Collected data:
★ ★ ★ ★ ★ ★ ★

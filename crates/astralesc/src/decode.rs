//! Turning bytes into UTF-16 code units.
//!
//! The transformer never decodes bytes itself; the reader hands byte input to
//! a [`Decode`] implementation and consumes the [`CharSource`] it returns.
//! [`XmlDecoder`] is the default: it honours an explicit encoding, and
//! otherwise picks one from a byte order mark, the UTF-16 byte pattern of
//! `<?`, or the `encoding` pseudo-attribute of the XML declaration.

use std::{
    fmt,
    io::{self, BufRead, BufReader, Cursor, Read},
};

use bstr::ByteSlice;
use log::{debug, warn};

use crate::{error::Error, options::DecoderOptions, source::CharSource};

const REPLACEMENT: u16 = 0xFFFD;

/// Character encodings understood by [`XmlDecoder`].
///
/// The UTF-16 forms are read unit by unit so that unpaired surrogates reach
/// the transformer untouched. Every other encoding is decoded by
/// [`encoding_rs`].
#[derive(Debug, Clone, Copy, PartialEq, Eq)]
#[cfg_attr(feature = "serde", derive(serde::Serialize, serde::Deserialize))]
pub enum Encoding {
    /// UTF-16 with the byte order taken from a leading byte order mark,
    /// big endian without one.
    Utf16,
    /// UTF-16, little endian.
    Utf16Le,
    /// UTF-16, big endian.
    Utf16Be,
    /// Any other encoding known to `encoding_rs`, UTF-8 included.
    Charset(&'static encoding_rs::Encoding),
}

impl Encoding {
    /// UTF-8, the encoding XML assumes when nothing else is known.
    #[must_use]
    pub fn utf8() -> Self {
        Encoding::Charset(encoding_rs::UTF_8)
    }

    /// Looks up an encoding by one of its names, ignoring ASCII case and
    /// surrounding whitespace.
    ///
    /// Labels follow the WHATWG Encoding Standard, so `ISO-8859-1` and
    /// `US-ASCII` both select windows-1252. A bare `UTF-16` label keeps its
    /// XML meaning of byte-order-mark detection.
    #[must_use]
    pub fn for_label(label: &str) -> Option<Self> {
        let label = label.trim();
        if label.eq_ignore_ascii_case("utf-16") || label.eq_ignore_ascii_case("utf16") {
            return Some(Encoding::Utf16);
        }
        let encoding = encoding_rs::Encoding::for_label_no_replacement(label.as_bytes())?;
        Some(if encoding == encoding_rs::UTF_16LE {
            Encoding::Utf16Le
        } else if encoding == encoding_rs::UTF_16BE {
            Encoding::Utf16Be
        } else {
            Encoding::Charset(encoding)
        })
    }

    /// Canonical name of the encoding.
    #[must_use]
    pub fn name(self) -> &'static str {
        match self {
            Encoding::Utf16 => "UTF-16",
            Encoding::Utf16Le => "UTF-16LE",
            Encoding::Utf16Be => "UTF-16BE",
            Encoding::Charset(encoding) => encoding.name(),
        }
    }

    const fn is_utf16(self) -> bool {
        matches!(self, Encoding::Utf16 | Encoding::Utf16Le | Encoding::Utf16Be)
    }
}

/// Strategy for decoding byte input.
pub trait Decode {
    /// Wraps `input` in a source of code units.
    ///
    /// With `encoding` set, exactly that encoding is used. Without it, the
    /// implementation detects the encoding from the input.
    ///
    /// # Errors
    ///
    /// Fails if the encoding is unknown or reading the document head fails.
    fn decode(
        &self,
        input: Box<dyn Read>,
        encoding: Option<&str>,
    ) -> Result<Box<dyn CharSource>, Error>;
}

/// The default [`Decode`] implementation.
#[derive(Debug, Clone, Copy, Default)]
pub struct XmlDecoder {
    options: DecoderOptions,
}

impl XmlDecoder {
    /// Creates a decoder with default options.
    #[must_use]
    pub fn new() -> Self {
        Self::default()
    }

    /// Creates a decoder with the given options.
    #[must_use]
    pub fn with_options(options: DecoderOptions) -> Self {
        Self { options }
    }

    /// Determines the encoding of a document from its first bytes.
    ///
    /// Returns the encoding and the length of the byte order mark to skip.
    ///
    /// # Errors
    ///
    /// Fails if the XML declaration names an unknown encoding.
    pub fn sniff(&self, head: &[u8]) -> Result<(Encoding, usize), Error> {
        let detected = match head {
            [0xEF, 0xBB, 0xBF, ..] => (Encoding::utf8(), 3),
            [0xFE, 0xFF, ..] => (Encoding::Utf16Be, 2),
            [0xFF, 0xFE, ..] => (Encoding::Utf16Le, 2),
            [0x00, b'<', 0x00, b'?', ..] => (Encoding::Utf16Be, 0),
            [b'<', 0x00, b'?', 0x00, ..] => (Encoding::Utf16Le, 0),
            _ => match declared_encoding(head) {
                Some(label) => {
                    let encoding = Encoding::for_label(label)
                        .ok_or_else(|| Error::UnsupportedEncoding(label.to_owned()))?;
                    if encoding.is_utf16() {
                        // The declaration was readable as ASCII, so the bytes
                        // cannot be UTF-16.
                        warn!("ignoring declared encoding {label} of an 8-bit document");
                        (self.options.fallback_encoding, 0)
                    } else {
                        (encoding, 0)
                    }
                }
                None => (self.options.fallback_encoding, 0),
            },
        };
        Ok(detected)
    }
}

impl Decode for XmlDecoder {
    fn decode(
        &self,
        mut input: Box<dyn Read>,
        encoding: Option<&str>,
    ) -> Result<Box<dyn CharSource>, Error> {
        let capacity = self.options.buffer_capacity;
        if let Some(label) = encoding {
            let encoding = Encoding::for_label(label)
                .ok_or_else(|| Error::UnsupportedEncoding(label.to_owned()))?;
            debug!("decoding byte input as {}", encoding.name());
            let reader = BufReader::with_capacity(capacity, input);
            return Ok(Box::new(DecodedUnits::new(reader, encoding)));
        }

        let mut head = read_head(&mut input, self.options.declaration_limit)?;
        let (encoding, bom_len) = self.sniff(&head)?;
        debug!(
            "detected {} from document head {:?}",
            encoding.name(),
            head[..head.len().min(16)].as_bstr()
        );
        head.drain(..bom_len);
        let reader = BufReader::with_capacity(capacity, Cursor::new(head).chain(input));
        Ok(Box::new(DecodedUnits::new(reader, encoding)))
    }
}

/// Reads enough of the document to sniff its encoding. An XML declaration is
/// read up to its closing `>` unless that lies beyond `limit` bytes.
fn read_head(input: &mut dyn Read, limit: usize) -> io::Result<Vec<u8>> {
    let mut head = Vec::with_capacity(64);
    fill_to(input, &mut head, 4)?;
    if head.starts_with(b"<?xm") {
        while head.len() < limit && !head.contains(&b'>') {
            let want = (head.len() + 64).min(limit);
            if !fill_to(input, &mut head, want)? {
                break;
            }
        }
    }
    Ok(head)
}

/// Appends bytes until `buf` holds `len` bytes. Returns `false` at end of
/// input.
fn fill_to(input: &mut dyn Read, buf: &mut Vec<u8>, len: usize) -> io::Result<bool> {
    let mut chunk = [0u8; 64];
    while buf.len() < len {
        let want = (len - buf.len()).min(chunk.len());
        match input.read(&mut chunk[..want]) {
            Ok(0) => return Ok(false),
            Ok(n) => buf.extend_from_slice(&chunk[..n]),
            Err(err) if err.kind() == io::ErrorKind::Interrupted => {}
            Err(err) => return Err(err),
        }
    }
    Ok(true)
}

/// Extracts the `encoding` pseudo-attribute of an XML declaration.
fn declared_encoding(head: &[u8]) -> Option<&str> {
    if !head.starts_with(b"<?xml") {
        return None;
    }
    let decl = &head[..head.find("?>")?];
    let after = decl.find("encoding")? + "encoding".len();
    let rest = decl[after..].trim_start_with(|c| c.is_ascii_whitespace());
    let rest = rest.strip_prefix(b"=")?.trim_start_with(|c| c.is_ascii_whitespace());
    let (&quote, rest) = rest.split_first()?;
    if quote != b'"' && quote != b'\'' {
        return None;
    }
    let value = &rest[..rest.find_byte(quote)?];
    std::str::from_utf8(value).ok()
}

/// Size of the buffer holding code units decoded by `encoding_rs`.
const DECODED_CAPACITY: usize = 1024;

/// A [`CharSource`] decoding buffered bytes in a fixed encoding.
///
/// Malformed input decodes to U+FFFD. UTF-16 code units are passed through
/// as read, unpaired surrogates included.
pub struct DecodedUnits<R> {
    reader: R,
    encoding: Encoding,
    decoder: Option<encoding_rs::Decoder>,
    decoded: Vec<u16>,
    decoded_pos: usize,
    finished: bool,
}

impl<R> fmt::Debug for DecodedUnits<R> {
    fn fmt(&self, f: &mut fmt::Formatter<'_>) -> fmt::Result {
        f.debug_struct("DecodedUnits")
            .field("encoding", &self.encoding.name())
            .field("buffered", &(self.decoded.len() - self.decoded_pos))
            .field("finished", &self.finished)
            .finish_non_exhaustive()
    }
}

impl<R: BufRead> DecodedUnits<R> {
    /// Decodes `reader` as `encoding`. No byte order mark is stripped,
    /// except the one that settles the byte order of [`Encoding::Utf16`].
    pub fn new(reader: R, encoding: Encoding) -> Self {
        let decoder = match encoding {
            Encoding::Charset(charset) => Some(charset.new_decoder_without_bom_handling()),
            Encoding::Utf16 | Encoding::Utf16Le | Encoding::Utf16Be => None,
        };
        Self {
            reader,
            encoding,
            decoder,
            decoded: Vec::with_capacity(DECODED_CAPACITY),
            decoded_pos: 0,
            finished: false,
        }
    }

    /// The encoding in use. For [`Encoding::Utf16`] this turns into the
    /// concrete byte order once the first unit has been read.
    #[must_use]
    pub fn encoding(&self) -> Encoding {
        self.encoding
    }

    fn next_byte(&mut self) -> io::Result<Option<u8>> {
        loop {
            let byte = match self.reader.fill_buf() {
                Ok(buf) => buf.first().copied(),
                Err(err) if err.kind() == io::ErrorKind::Interrupted => continue,
                Err(err) => return Err(err),
            };
            if byte.is_some() {
                self.reader.consume(1);
            }
            return Ok(byte);
        }
    }

    fn next_utf16(&mut self, big_endian: bool) -> io::Result<Option<u16>> {
        let Some(a) = self.next_byte()? else {
            return Ok(None);
        };
        let Some(b) = self.next_byte()? else {
            return Ok(Some(REPLACEMENT));
        };
        Ok(Some(if big_endian {
            u16::from_be_bytes([a, b])
        } else {
            u16::from_le_bytes([a, b])
        }))
    }

    /// Decodes the next run of bytes into `decoded`. Returns `false` once
    /// the input and the decoder are both exhausted.
    fn refill(&mut self) -> io::Result<bool> {
        self.decoded.clear();
        self.decoded.resize(DECODED_CAPACITY, 0);
        self.decoded_pos = 0;
        while !self.finished {
            let Some(decoder) = self.decoder.as_mut() else {
                break;
            };
            let input = match self.reader.fill_buf() {
                Ok(input) => input,
                Err(err) if err.kind() == io::ErrorKind::Interrupted => continue,
                Err(err) => return Err(err),
            };
            let last = input.is_empty();
            let (_, read, written, _) = decoder.decode_to_utf16(input, &mut self.decoded, last);
            self.reader.consume(read);
            self.finished = last;
            if written > 0 {
                self.decoded.truncate(written);
                return Ok(true);
            }
        }
        self.decoded.clear();
        Ok(false)
    }

    fn next_decoded(&mut self) -> io::Result<Option<u16>> {
        if self.decoded_pos == self.decoded.len() && !self.refill()? {
            return Ok(None);
        }
        let unit = self.decoded[self.decoded_pos];
        self.decoded_pos += 1;
        Ok(Some(unit))
    }
}

impl<R: BufRead> CharSource for DecodedUnits<R> {
    fn next_unit(&mut self) -> io::Result<Option<u16>> {
        match self.encoding {
            Encoding::Charset(_) => self.next_decoded(),
            Encoding::Utf16 => {
                let first = self.next_utf16(true)?;
                match first {
                    Some(0xFEFF) => {
                        self.encoding = Encoding::Utf16Be;
                        self.next_utf16(true)
                    }
                    Some(0xFFFE) => {
                        self.encoding = Encoding::Utf16Le;
                        self.next_utf16(false)
                    }
                    other => {
                        self.encoding = Encoding::Utf16Be;
                        Ok(other)
                    }
                }
            }
            Encoding::Utf16Be => self.next_utf16(true),
            Encoding::Utf16Le => self.next_utf16(false),
        }
    }
}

★ ★ ★ ★ ★ ★ ★

* Brief
Copy whichever lines above contain the string "detected".

* Worked solution
        let detected = match head {
        Ok(detected)
            "detected {} from document head {:?}",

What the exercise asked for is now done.